On this simple example with synthetic data, kmeans provides a strong initialization.
When working with real data, it can become difficult to provide sensible initialization values.

In [None]:
for i in range(n_states):
    plt.scatter(
        [kmeans.cluster_centers_[i, 0], mu[i, 0]],
        [kmeans.cluster_centers_[i, 1], mu[i, 1]])

plt.axis('equal')
plt.legend([str(i) for i in range(n_states)])
plt.title("k-Mean centers vs true state distributions means")

In [None]:
# use the kmeans heuristic to set state posterior targets

state_alignments = [
    kmeans.predict(x)
    for x in dataset_x]

Unfortunately, a bad initialization of state targets might easily send the training procedure on a degenerative and non-recoverable path.
Supervision of the training procedure is critical and expertise is required to make sure the state alignment does not ignore states or otherwise attribute too many observations to a single states.

This can be monitored by checking how often each state is visited.

Some imbalance is not abnormal, some states may naturally appear more often, but imbalance will quickly detoriorate the quality of the posterior state model (the neural network): it will overly focus on the most frequent states while ignoring the others.
To counter this effect, we could resample the dataset but we choose to reweight the loss depending on the label, which has the same effect on average but is simpler to implement.

Check the usage of the `loss_weights` variable in the expression of the loss above.

In [None]:
freqs = count(np.concatenate(state_alignments), n_states)
freqs = freqs / np.sum(freqs)

plt.figure()
plt.bar(np.arange(hmm.n_states), count(np.concatenate(state_alignments), n_states))
plt.title("state counts")
plt.show()

In [None]:
# state posterior model training iterations
net_losses = []
for _ in range(100):
    i = np.random.randint(len(dataset_x))
    loss_value, _ = sess.run(
        [loss, optimization_op],
        feed_dict={
            inputs: dataset_x[i],
            state_tgt: state_alignments[i],
            loss_weights: n_states / freqs,
            learning_rate: 0.001,
            training: True
        })
    net_losses.append(loss_value)

Using the posterior model, it is possible to train the transition model.
The accumulated statistics from all the observation sequences are used to update the initial state prior $\pi_i = p(s_1=i)$ and the transition probabilities $a_{ij} = p(s_{t+1}=j \mid s_t=i)$.

In [None]:
for x in dataset_x:
    sess.run(
        [add_transition_stats_op],
        feed_dict={
            inputs: x,
            training: False
        })

sess.run(update_transitions_op)

Because our neural network is unbiased with respect to state frequencies (reweighting mechanism), the state priors remain uniform.
The output of the Neural Network is assumed to be proportional to the likelihood.

In [None]:
# estimate state priors from the state frequencies observed on the training dataset with the current model

# for x in dataset_x:
#     sess.run(
#         add_prior_stats_op,
#         feed_dict={
#             inputs: x,
#             training: False
#         })
# 
# sess.run(update_state_priors)

All model parts have been trained once now.

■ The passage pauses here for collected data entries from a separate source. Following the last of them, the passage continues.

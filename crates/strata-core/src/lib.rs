//! Core types, configuration, and error handling for Strata.
//!
//! This crate provides the shared foundation used by the engine and the CLI:
//! - [`StrataError`], the error type shared by every crate
//! - [`StrataConfig`], loaded from `.strata.toml`
//! - Shared types: [`DateRange`], [`OutputFormat`], [`Cancellation`]

mod config;
mod error;
mod types;

pub use config::{AnalysisConfig, StrataConfig};
pub use error::StrataError;
pub use types::{Cancellation, DateRange, OutputFormat};

/// A convenience `Result` type for Strata operations.
pub type Result<T> = std::result::Result<T, StrataError>;
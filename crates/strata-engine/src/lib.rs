//! Git history analytics: hotspots, ownership, contributors, heatmaps, and
//! co-change coupling.
//!
//! Every query follows the same path: a [`mining::CommitReader`] streams the
//! commits of one date window, an [`index::IndexBuilder`] folds them into an
//! immutable [`index::ChangeIndex`], and one stateless metric computer
//! reduces the index into a result list. [`query::Engine`] wires the three
//! together and is what front ends talk to.

pub mod contributors;
pub mod coupling;
pub mod dashboard;
pub mod exclude;
pub mod heatmap;
pub mod hotspots;
pub mod index;
pub mod mining;
pub mod ownership;
pub mod query;
pub mod repo_info;
pub mod temporal;

pub use query::{Engine, MetricKind, QueryRequest, QueryResult};
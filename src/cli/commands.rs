use std::path::PathBuf;

use clap::Parser;

/// With no arguments, downloads every configured article into `database/`
/// next to the executable.
#[derive(Parser, Debug)]
#[command(name = "datafetch")]
#[command(about = "Download the Figshare datasets used to test the models")]
#[command(version)]
pub struct Cli {
    /// Directory the files are saved into (created if missing)
    #[arg(short, long, env = "DATAFETCH_OUTPUT_DIR")]
    pub output_dir: Option<PathBuf>,

    /// Base URL of the article metadata API
    #[arg(long, env = "DATAFETCH_BASE_URL")]
    pub base_url: Option<String>,

    /// Comma separated article IDs to download instead of the built-in list
    #[arg(long, env = "DATAFETCH_ARTICLE_IDS")]
    pub article_ids: Option<String>,

    /// Per-request timeout in seconds
    #[arg(long, env = "DATAFETCH_TIMEOUT_SECS")]
    pub timeout_secs: Option<u64>,

    /// Dry run - list the files each article holds without downloading them
    #[arg(long)]
    pub dry_run: bool,
}
pub mod output_dir;

pub use output_dir::{OutputDirectory, CHUNK_SIZE};
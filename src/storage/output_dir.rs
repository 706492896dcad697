use std::fs::{self, File};
use std::io::{self, BufWriter, Read, Write};
use std::path::{Component, Path, PathBuf};

use crate::errors::{FetcherError, FetcherResult};

/// Buffer size used when copying a download to disk
pub const CHUNK_SIZE: usize = 8192;

/// Directory the downloaded files are written into
#[derive(Debug, Clone)]
pub struct OutputDirectory {
    path: PathBuf,
}

impl OutputDirectory {
    pub fn new<P: AsRef<Path>>(path: P) -> Self {
        Self {
            path: path.as_ref().to_path_buf(),
        }
    }

    pub fn path(&self) -> &Path {
        &self.path
    }

    /// Create the directory and its ancestors. Existing content is left alone.
    pub fn ensure(&self) -> FetcherResult<()> {
        fs::create_dir_all(&self.path)?;
        Ok(())
    }

    /// Destination path for a file name; the name must stay inside the directory
    pub fn destination(&self, file_name: &str) -> FetcherResult<PathBuf> {
        let mut components = Path::new(file_name).components();
        let single_normal = matches!(
            (components.next(), components.next()),
            (Some(Component::Normal(_)), None)
        );

        if !single_normal || file_name.contains(['/', '\\']) {
            return Err(FetcherError::InvalidFileName(file_name.to_string()));
        }

        Ok(self.path.join(file_name))
    }

    /// Write `reader` to a path from `destination`, replacing any previous file.
    /// Returns the number of bytes written.
    pub fn write_stream<R: Read + ?Sized>(
        &self,
        destination: &Path,
        reader: &mut R,
    ) -> FetcherResult<u64> {
        let file = File::create(destination)?;
        let mut writer = BufWriter::with_capacity(CHUNK_SIZE, file);
        let written = io::copy(reader, &mut writer)?;
        writer.flush()?;

        Ok(written)
    }
}
pub mod cli;
pub mod config;
pub mod domain;
pub mod errors;
pub mod logging;
pub mod services;
pub mod sources;
pub mod storage;
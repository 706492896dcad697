use thiserror::Error;

#[derive(Error, Debug)]
pub enum FetcherError {
    // Configuration errors
    #[error("Configuration error: {0}")]
    Config(String),

    #[error("Invalid URL: {0}")]
    InvalidUrl(String),

    // Network errors
    #[error("Request to {url} failed with status {status}")]
    RemoteRequest { url: String, status: u16 },

    #[error("HTTP request failed: {0}")]
    Http(#[from] reqwest::Error),

    // Parsing errors
    #[error("Failed to decode article metadata: {0}")]
    Decode(String),

    // Storage errors
    #[error("Invalid file name: {0:?}")]
    InvalidFileName(String),

    // IO errors
    #[error("IO error: {0}")]
    Io(#[from] std::io::Error),
}

impl From<serde_json::Error> for FetcherError {
    fn from(err: serde_json::Error) -> Self {
        FetcherError::Decode(err.to_string())
    }
}

pub type FetcherResult<T> = Result<T, FetcherError>;
//! Diagnostics go to stderr so stdout stays the user-facing progress log.

use tracing_subscriber::EnvFilter;

const DEFAULT_FILTER: &str = "warn";

/// Install the global subscriber. `RUST_LOG` overrides the default filter.
pub fn init_logging() {
    let env_filter =
        EnvFilter::try_from_default_env().unwrap_or_else(|_| EnvFilter::new(DEFAULT_FILTER));

    // A subscriber may already be installed (e.g. by a test harness)
    let _ = tracing_subscriber::fmt()
        .with_env_filter(env_filter)
        .with_writer(std::io::stderr)
        .with_ansi(false)
        .try_init();
}
use std::io::Read;

use crate::domain::{ArticleId, ArticleMetadata};
use crate::errors::FetcherResult;

/// Remote service holding the articles and their files
#[cfg_attr(test, mockall::automock)]
pub trait ArticleSource: Send + Sync {
    /// Fetch and decode the metadata of one article
    fn fetch_metadata(&self, id: &ArticleId) -> FetcherResult<ArticleMetadata>;

    /// Open a streaming reader over the content behind a download URL
    fn fetch_bytes(&self, url: &str) -> FetcherResult<Box<dyn Read + Send>>;
}
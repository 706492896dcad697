use std::path::PathBuf;
use std::time::Duration;

use crate::domain::ArticleId;
use crate::errors::{FetcherError, FetcherResult};

pub const DEFAULT_BASE_URL: &str = "https://api.figshare.com/v2/articles/";

/// Name of the download directory created next to the executable
pub const DEFAULT_OUTPUT_DIR_NAME: &str = "database";

pub const DEFAULT_TIMEOUT_SECS: u64 = 300;

/// Figshare articles holding the model test datasets, in download order
pub const DEFAULT_ARTICLE_IDS: &[&str] = &[
    "11394819", "11394816", "11394804", "11394801", "11394792", "11394786", "11394783",
    "11394780", "11394768", "11394765", "11394657",
];

#[derive(Debug, Clone)]
pub struct Config {
    pub base_url: String,
    pub article_ids: Vec<ArticleId>,
    pub output_dir: PathBuf,
    pub timeout: Duration,
}

impl Config {
    /// Get the directory where the executable is located
    fn exe_dir() -> Option<PathBuf> {
        std::env::current_exe()
            .ok()
            .and_then(|p| p.parent().map(|p| p.to_path_buf()))
    }

    /// Load `.env` files so their values are visible to the CLI parser.
    /// Must run before `Cli::parse()`.
    pub fn load_dotenv() {
        // Try to load .env from executable's directory first
        if let Some(dir) = Self::exe_dir() {
            let env_path = dir.join(".env");
            if env_path.exists() {
                dotenvy::from_path(&env_path).ok();
            }
        }
        // Fall back to current directory
        dotenvy::dotenv().ok();
    }

    pub fn default_output_dir() -> PathBuf {
        Self::exe_dir()
            .map(|d| d.join(DEFAULT_OUTPUT_DIR_NAME))
            .unwrap_or_else(|| PathBuf::from(DEFAULT_OUTPUT_DIR_NAME))
    }

    pub fn default_article_ids() -> Vec<ArticleId> {
        DEFAULT_ARTICLE_IDS
            .iter()
            .map(|id| ArticleId::new(*id))
            .collect()
    }

    /// Build a config from optional overrides, filling the rest with defaults
    pub fn from_overrides(
        base_url: Option<String>,
        article_ids: Option<String>,
        output_dir: Option<PathBuf>,
        timeout_secs: Option<u64>,
    ) -> FetcherResult<Self> {
        let base_url = base_url.unwrap_or_else(|| DEFAULT_BASE_URL.to_string());
        url::Url::parse(&base_url)
            .map_err(|e| FetcherError::InvalidUrl(format!("{}: {}", base_url, e)))?;

        let article_ids = match article_ids {
            Some(list) => ArticleId::parse_list(&list)?,
            None => Self::default_article_ids(),
        };

        let timeout_secs = timeout_secs.unwrap_or(DEFAULT_TIMEOUT_SECS);
        if timeout_secs == 0 {
            return Err(FetcherError::Config(
                "Timeout must be at least one second".to_string(),
            ));
        }

        Ok(Self {
            base_url,
            article_ids,
            output_dir: output_dir.unwrap_or_else(Self::default_output_dir),
            timeout: Duration::from_secs(timeout_secs),
        })
    }
}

Let's recaptulate the training process thus far:

In [None]:
plt.figure(figsize=(9, 2), dpi=100)
plt.subplot(1, 3, 1)
plt.scatter(range(len(net_losses)), net_losses, c='red', s=5, alpha=.3)
plt.xlabel("iterations")
plt.title("CE loss")
plt.subplot(1, 3, 2)
plot_transition_matrix(np.exp(sess.run(hmm.A)))
plt.subplot(1, 3, 3)
plt.bar(np.arange(hmm.n_states), np.exp(sess.run(hmm.state_priors)))
plt.title("state priors")
plt.ylim((0.01, 1))
plt.tight_layout()
plt.show()

Following are successive refinement iterations:

In [None]:
for e in range(5):    
    # realign states
    state_alignments = [
        sess.run(ml_state_alignment, feed_dict={inputs: x, training: False})
        for x in dataset_x]
    
    freqs = count(np.concatenate(state_alignments), n_states)
    freqs = freqs / np.sum(freqs)

    # state posterior model (Neural Network)
    for _ in range(100):
        i = np.random.randint(len(dataset_x))
        loss_value, _ = sess.run(
            [loss, optimization_op],
            feed_dict={
                inputs: dataset_x[i],
                state_tgt: state_alignments[i],
                loss_weights: n_states / freqs,
                learning_rate: 0.001,
                training: True
            })
        net_losses.append(loss_value)
    
    # transition model
    for x in dataset_x:
        sess.run(
            add_transition_stats_op,
            feed_dict={
                inputs: x,
                training: False
            })

    sess.run(update_transitions_op)
    
    # state priors
    #for x in dataset_x:
    #    sess.run(
    #        add_prior_stats_op,
    #        feed_dict={
    #            inputs: x,
    #            training: False
    #        })
    #
    #sess.run(update_state_priors)
    
    plt.figure(figsize=(9, 2), dpi=100)
    plt.subplot(1, 3, 1)
    plt.scatter(np.arange(len(net_losses) - 100), net_losses[:-100], c='gray', s=5, alpha=.3)
    plt.scatter(np.arange(len(net_losses) - 100, len(net_losses)), net_losses[-100:], c='red', s=5, alpha=.3)
    plt.xlabel("iterations")
    plt.title("CE loss")
    plt.subplot(1, 3, 2)
    plot_transition_matrix(np.exp(sess.run(hmm.A)))
    plt.subplot(1, 3, 3)
    plt.bar(np.arange(hmm.n_states), np.exp(sess.run(hmm.state_priors)))
    plt.title("state priors")
    plt.ylim((0.01, 1))
    plt.tight_layout()
    plt.show()

# Evaluation

Below are some observations of the model in action.
The output of the Neural Network (logits) is sometime mistaken on what state is active at a given time, but the HMM transition model (viterbi) brings temporal coherence and eliminates these errors.

In [None]:
for i in range(10):
    p, a = sess.run(
        [tf.argmax(logits, axis=1),  # most likely state according to the posterior state model
         ml_state_alignment],  # most likely states according to the HMM (viterbi)
        feed_dict={
            inputs: dataset_x[i],
            training: False
        })
    print("logits:   " + ''.join(map(str, p)))
    print("viterbi:  " + ''.join(map(str, a)))
    print("gndtruth: " + ''.join(map(str, dataset_y[i])))
    print()